Yo viajé dos o tres veces en helicóptero. Recorrí la costa del Mar Báltico en un velero. Anduve en trineo y en motos para nieve. Viajé montado en una autobomba radiante y colorada. Pero nunca había logrado realizar mi sueño: viajar en una ambulancia con la sirena a todo sonar y una voz metálica que gritaba a los distraídos: ¡A un lado! ¡A un ladol! o lo que sea que gritan las ambulancias.
Mientras tanto el médico rubio me contaba que en esa ambulancia había viajado gente famosa. "Recién vi un folleto sobre Leonardo Favio", me dice. "bueno, ahí donde va ud. viajó Leonardo Favio". "Y también Sandro".
Con voz trémula me atreví a preguntarle si había viajado algún otro que hubiera sobrevivido. No me pudo dar precisiones. Pero, por fin, viajaba en una ambulancia.
La entrada en la camilla al Sanatorio Anchorena me permitió además gozar del famoso plano camilla que aparece en todas las películas sobre médicos y hospitales. Esa imagen contrapicada, casi contracenital, en la que pasan rápido techo, luces, techo, luces, mientras alrededor se oyen voces de urgencia o, quizás, de desesperación.
Pero mi viaje fue muy corto. Entré en una prodigiosa sala de observación, en la que además de maravillosos aparatos se veían cajas de plástico con etiquetas donde se podía leer: Kit de parto, Kit completo de traqueostomía, Set urológico y otros equipos completos para las atrocidades que se cometen en una sala de guardia.

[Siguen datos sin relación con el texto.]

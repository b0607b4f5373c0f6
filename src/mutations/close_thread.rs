//! Close thread mutation
//!
//! Single-thread variant of close: moderators close or reopen one thread.

use std::sync::Arc;

use serde::Serialize;
use serde_json::Value;

use crate::core::{PipelineResult, RequestContext};
use crate::entities::Thread;
use crate::validation::{
    CategoryModeratorValidator, CleanedData, ErrorsList, InputModel, ThreadCategoryValidator,
    ThreadExistsValidator, UserIsAuthorizedRootValidator, ValidatorSet,
};

use super::{required, validate_input};

/// Response for the close-thread mutation
#[derive(Debug, Serialize)]
pub struct CloseThreadResponse {
    pub errors: Option<ErrorsList>,
    pub thread: Option<Thread>,
}

/// Resolve a close-thread request
pub async fn close_thread(
    ctx: &Arc<RequestContext>,
    input: &Value,
) -> PipelineResult<CloseThreadResponse> {
    let hooks = &ctx.hooks.close_thread;

    let model = hooks.model.call_action(input_model, ctx.clone()).await?;
    let (cleaned, errors) = model.clean(input);
    if !errors.is_empty() {
        return Ok(CloseThreadResponse {
            errors: Some(errors),
            thread: None,
        });
    }

    // Best-effort echo load
    let loaded = match cleaned.int("thread") {
        Some(id) => ctx.store.load_thread(id).await?,
        None => None,
    };

    let mut validators = ValidatorSet::new();
    validators.add_field("thread", ThreadExistsValidator);
    validators.add_field(
        "thread",
        ThreadCategoryValidator::new(CategoryModeratorValidator),
    );
    validators.add_root(UserIsAuthorizedRootValidator);

    let (cleaned, errors) = hooks
        .input
        .call_action(validate_input, (ctx.clone(), validators, cleaned, errors))
        .await?;

    if !errors.is_empty() {
        return Ok(CloseThreadResponse {
            errors: Some(errors),
            thread: loaded,
        });
    }

    let thread = hooks
        .action
        .call_action(close_thread_action, (ctx.clone(), cleaned))
        .await?;

    Ok(CloseThreadResponse {
        errors: None,
        thread: Some(thread),
    })
}

async fn input_model(_ctx: Arc<RequestContext>) -> PipelineResult<InputModel> {
    Ok(InputModel::builder()
        .positive_int("thread")
        .bool("is_closed")
        .build())
}

async fn close_thread_action(
    (ctx, cleaned): (Arc<RequestContext>, CleanedData),
) -> PipelineResult<Thread> {
    let thread = required(cleaned.entity::<Thread>("thread"), "thread")?;
    let is_closed = required(cleaned.bool("is_closed"), "is_closed")?;

    let mut thread = (*thread).clone();
    thread.set_closed(is_closed);

    tracing::info!(request = %ctx.request_id, thread = thread.id, is_closed, "closing thread");
    ctx.store.store_thread(thread).await
}
//! Mutations Module
//!
//! One module per write operation, each instantiating the same orchestrator
//! shape around its own hooks:
//!
//! 1. Build the validation model via the operation's **model hook**.
//! 2. Run structural validation; structural failure responds immediately.
//! 3. Pre-load referenced entities, best-effort, so they can be echoed back
//!    to the caller even when the operation fails.
//! 4. Assemble the operation's `ValidatorSet` and run it through the
//!    **input hook**, where extensions inject or replace validators.
//! 5. With errors: respond with the accumulated list plus any loaded
//!    entities. Without: run the **action hook** and respond with results.
//!
//! The orchestration is linear per request, and the action stage is only
//! entered once validation has fully succeeded — cancelling a request
//! future before that point cannot leave partial writes behind.
//!
//! Accumulated validation errors are response data; only collaborator
//! failures surface as `Err` from these resolvers.

pub mod close_thread;
pub mod close_threads;
pub mod delete_thread;
pub mod edit_post;
pub mod edit_thread_title;
pub mod login;
pub mod move_threads;
pub mod post_reply;
pub mod post_thread;
pub mod register_user;

pub use close_thread::{close_thread, CloseThreadResponse};
pub use close_threads::{close_threads, CloseThreadsResponse};
pub use delete_thread::{delete_thread, DeleteThreadResponse};
pub use edit_post::{edit_post, EditPostResponse};
pub use edit_thread_title::{edit_thread_title, EditThreadTitleResponse};
pub use login::{login, LoginResponse};
pub use move_threads::{move_threads, MoveThreadsResponse};
pub use post_reply::{post_reply, PostReplyResponse};
pub use post_thread::{post_thread, PostThreadResponse};
pub use register_user::{register_user, RegisterUserResponse};

use crate::core::{PipelineError, PipelineResult};
use crate::hooks::InputHookArgs;
use crate::validation::{validate_data, CleanedData, ErrorsList};

/// Base action for every input hook: run the assembled validator set
pub(crate) async fn validate_input(
    (ctx, validators, data, errors): InputHookArgs,
) -> PipelineResult<(CleanedData, ErrorsList)> {
    validate_data(&ctx, data, &validators, errors).await
}

/// Read a cleaned-data value an action depends on
///
/// Reaching this with `None` means validation let an operation through
/// without its field — a pipeline bug, not caller input.
pub(crate) fn required<T>(value: Option<T>, field: &str) -> PipelineResult<T> {
    value.ok_or_else(|| PipelineError::MissingField(field.to_string()))
}

/// Shape an entity list for a response: empty becomes `null`
pub(crate) fn list_or_none<T>(entities: Vec<T>) -> Option<Vec<T>> {
    if entities.is_empty() {
        None
    } else {
        Some(entities)
    }
}
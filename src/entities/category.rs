//! Category entity

use serde::{Deserialize, Serialize};

use super::{slugify, EntityId};

/// A board section threads are posted in
#[derive(Debug, Clone, PartialEq, Serialize, Deserialize)]
pub struct Category {
    pub id: EntityId,

    /// Parent category, if this is a subcategory
    pub parent_id: Option<EntityId>,

    pub name: String,
    pub slug: String,

    /// Closed categories reject new threads, replies and thread moves
    pub is_closed: bool,
}

impl Category {
    /// Create an open category
    pub fn new(id: EntityId, name: impl Into<String>) -> Self {
        let name = name.into();
        let slug = slugify(&name);
        Self {
            id,
            parent_id: None,
            name,
            slug,
            is_closed: false,
        }
    }

    /// Set the parent category
    pub fn with_parent(mut self, parent_id: EntityId) -> Self {
        self.parent_id = Some(parent_id);
        self
    }

    /// Mark the category closed
    pub fn closed(mut self) -> Self {
        self.is_closed = true;
        self
    }
}
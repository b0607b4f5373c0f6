//! Edit post mutation
//!
//! The post's author (or a moderator of its thread's category) replaces the
//! post body. Body bounds come from settings via the model hook.

use std::sync::Arc;

use serde::Serialize;
use serde_json::Value;

use crate::core::{PipelineResult, RequestContext};
use crate::entities::Post;
use crate::validation::{
    CleanedData, ErrorsList, InputModel, PostAuthorValidator, PostExistsValidator,
    UserIsAuthorizedRootValidator, ValidatorSet,
};

use super::{required, validate_input};

/// Response for the edit-post mutation
#[derive(Debug, Serialize)]
pub struct EditPostResponse {
    pub errors: Option<ErrorsList>,
    pub post: Option<Post>,
}

/// Resolve an edit-post request
pub async fn edit_post(
    ctx: &Arc<RequestContext>,
    input: &Value,
) -> PipelineResult<EditPostResponse> {
    let hooks = &ctx.hooks.edit_post;

    let model = hooks.model.call_action(input_model, ctx.clone()).await?;
    let (cleaned, errors) = model.clean(input);
    if !errors.is_empty() {
        return Ok(EditPostResponse {
            errors: Some(errors),
            post: None,
        });
    }

    let loaded = match cleaned.int("post") {
        Some(id) => ctx.store.load_post(id).await?,
        None => None,
    };

    let mut validators = ValidatorSet::new();
    validators.add_field("post", PostExistsValidator);
    validators.add_field("post", PostAuthorValidator);
    validators.add_root(UserIsAuthorizedRootValidator);

    let (cleaned, errors) = hooks
        .input
        .call_action(validate_input, (ctx.clone(), validators, cleaned, errors))
        .await?;

    if !errors.is_empty() {
        return Ok(EditPostResponse {
            errors: Some(errors),
            post: loaded,
        });
    }

    let post = hooks
        .action
        .call_action(edit_post_action, (ctx.clone(), cleaned))
        .await?;

    Ok(EditPostResponse {
        errors: None,
        post: Some(post),
    })
}

async fn input_model(ctx: Arc<RequestContext>) -> PipelineResult<InputModel> {
    Ok(InputModel::builder()
        .positive_int("post")
        .text(
            "body",
            ctx.settings.post_min_length,
            ctx.settings.post_max_length,
        )
        .build())
}

async fn edit_post_action(
    (ctx, cleaned): (Arc<RequestContext>, CleanedData),
) -> PipelineResult<Post> {
    let post = required(cleaned.entity::<Post>("post"), "post")?;
    let body = required(cleaned.text("body"), "body")?;

    let mut post = (*post).clone();
    post.edit(body);

    tracing::info!(request = %ctx.request_id, post = post.id, "editing post");
    ctx.store.store_post(post).await
}
//! Register user mutation
//!
//! Creates an account. Username and email shape are structural; their
//! availability is checked against the store by business validators. The
//! password is hashed by the collaborator and never stored raw.

use std::sync::Arc;

use serde::Serialize;
use serde_json::Value;

use crate::core::{PipelineResult, RequestContext};
use crate::entities::User;
use crate::validation::{
    CleanedData, EmailIsAvailableValidator, ErrorsList, InputModel, UsernameIsAvailableValidator,
    ValidatorSet,
};

use super::{required, validate_input};

/// Response for the register-user mutation
#[derive(Debug, Serialize)]
pub struct RegisterUserResponse {
    pub errors: Option<ErrorsList>,
    pub user: Option<User>,
}

/// Resolve a register-user request
///
/// The one mutation with no authorization requirement: registration is
/// anonymous by nature, so no root validator is assembled.
pub async fn register_user(
    ctx: &Arc<RequestContext>,
    input: &Value,
) -> PipelineResult<RegisterUserResponse> {
    let hooks = &ctx.hooks.register_user;

    let model = hooks.model.call_action(input_model, ctx.clone()).await?;
    let (cleaned, errors) = model.clean(input);
    if !errors.is_empty() {
        return Ok(RegisterUserResponse {
            errors: Some(errors),
            user: None,
        });
    }

    let mut validators = ValidatorSet::new();
    validators.add_field("name", UsernameIsAvailableValidator);
    validators.add_field("email", EmailIsAvailableValidator);

    let (cleaned, errors) = hooks
        .input
        .call_action(validate_input, (ctx.clone(), validators, cleaned, errors))
        .await?;

    if !errors.is_empty() {
        return Ok(RegisterUserResponse {
            errors: Some(errors),
            user: None,
        });
    }

    let user = hooks
        .action
        .call_action(register_user_action, (ctx.clone(), cleaned))
        .await?;

    Ok(RegisterUserResponse {
        errors: None,
        user: Some(user),
    })
}

async fn input_model(ctx: Arc<RequestContext>) -> PipelineResult<InputModel> {
    Ok(InputModel::builder()
        .username(
            "name",
            ctx.settings.username_min_length,
            ctx.settings.username_max_length,
        )
        .email("email")
        .text("password", ctx.settings.password_min_length, 1024)
        .build())
}

async fn register_user_action(
    (ctx, cleaned): (Arc<RequestContext>, CleanedData),
) -> PipelineResult<User> {
    let name = required(cleaned.text("name"), "name")?;
    let email = required(cleaned.text("email"), "email")?;
    let password = required(cleaned.text("password"), "password")?;

    let password_hash = ctx.password_hasher.hash(password)?;
    let user = ctx
        .store
        .store_user(User::new(0, name, email, password_hash))
        .await?;

    tracing::info!(request = %ctx.request_id, user = user.id, "registered user");
    Ok(user)
}

#[cfg(test)]
mod tests {
    use serde_json::json;

    use super::*;
    use crate::store::{ForumStore, MemoryStore};
    use crate::validation::{codes, ErrorLocation};

    #[tokio::test]
    async fn test_registers_user_with_hashed_password() {
        let store = Arc::new(MemoryStore::new());
        let ctx = Arc::new(RequestContext::new(store.clone()));

        let response = register_user(
            &ctx,
            &json!({"name": "JohnDoe", "email": "John@Example.com", "password": "hunter22hunter"}),
        )
        .await
        .unwrap();

        assert!(response.errors.is_none());
        let user = response.user.unwrap();
        assert_eq!(user.name, "JohnDoe");
        assert_eq!(user.email, "john@example.com");
        assert_ne!(user.password_hash, "hunter22hunter");
        assert!(ctx
            .password_hasher
            .verify("hunter22hunter", &user.password_hash)
            .unwrap());

        assert!(store.get_user_by_name("johndoe").await.unwrap().is_some());
    }

    #[tokio::test]
    async fn test_taken_name_and_email_both_surface() {
        let store = Arc::new(MemoryStore::new());
        store.seed_user(User::new(1, "JohnDoe", "john@example.com", "hash"));
        let ctx = Arc::new(RequestContext::new(store));

        let response = register_user(
            &ctx,
            &json!({"name": "johndoe", "email": "JOHN@example.com", "password": "hunter22hunter"}),
        )
        .await
        .unwrap();

        let errors = response.errors.unwrap();
        let entries: Vec<_> = errors.iter().collect();
        assert_eq!(entries.len(), 2);
        assert_eq!(entries[0].location, ErrorLocation::field("name"));
        assert_eq!(entries[0].code, codes::USERNAME_TAKEN);
        assert_eq!(entries[1].location, ErrorLocation::field("email"));
        assert_eq!(entries[1].code, codes::EMAIL_TAKEN);
        assert!(response.user.is_none());
    }

    #[tokio::test]
    async fn test_structural_shape_checks() {
        let ctx = Arc::new(RequestContext::new(Arc::new(MemoryStore::new())));

        let response = register_user(
            &ctx,
            &json!({"name": "no spaces", "email": "not-an-email", "password": "short"}),
        )
        .await
        .unwrap();

        let errors = response.errors.unwrap();
        assert_eq!(errors.len(), 3);
        let entries: Vec<_> = errors.iter().map(|e| e.code.as_str()).collect();
        assert_eq!(
            entries,
            vec![codes::INVALID_USERNAME, codes::INVALID_EMAIL, codes::TEXT_TOO_SHORT]
        );
    }
}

Y ahí estuve, nuevamente enchufado a una bolsa de Absolut Vodka y a una máquina que hacía un pertinaz y molesto pip pip pip, que al cabo de una hora uno desea que haga un ruido continuo y sostenido, aunque en ello le vaya la vida.
Me enchufaron el índice a esa extraña pinza que vaya a saber lo que te lee, quizás las impresiones digitales o el zódíaco chino. Me sacaron sangre y me visitaron dos o tres médicos. La doctora clínica me preguntó, después que yo le contara los remedios que tomaba, si tomaba alguna otra cosa. No pude evitarlo: "Mucho vino", le dije.
La cardióloga era una agraciada española, la doctora Inés Granada, que me hizo acordar a una película con José Sacristán, donde yo era José Sacristán. Me era difícil atender sus explicaciones porque su acento me producía otras lindas sensaciones.
En resumen, coño, que no tuve más que una arritmia supraventricular que, oye, no es nada maligno y, majo, no tiene consecuencias. Pero sería bueno que te hicieras algunos estudios para que sepamos, tú entiendes, de donde te ha salido este pato en la bolsa, recuerdo vagamente que me dijo y me dio el alta, mientras se alejaba displicentemente.
Y esto es todo, mis amigos. Me tendré que hacer un holster, parece, y una prueba de esfuerzo. Propuse una prueba del menor esfuerzo y no me lo aceptaron ninguno de los especialistas.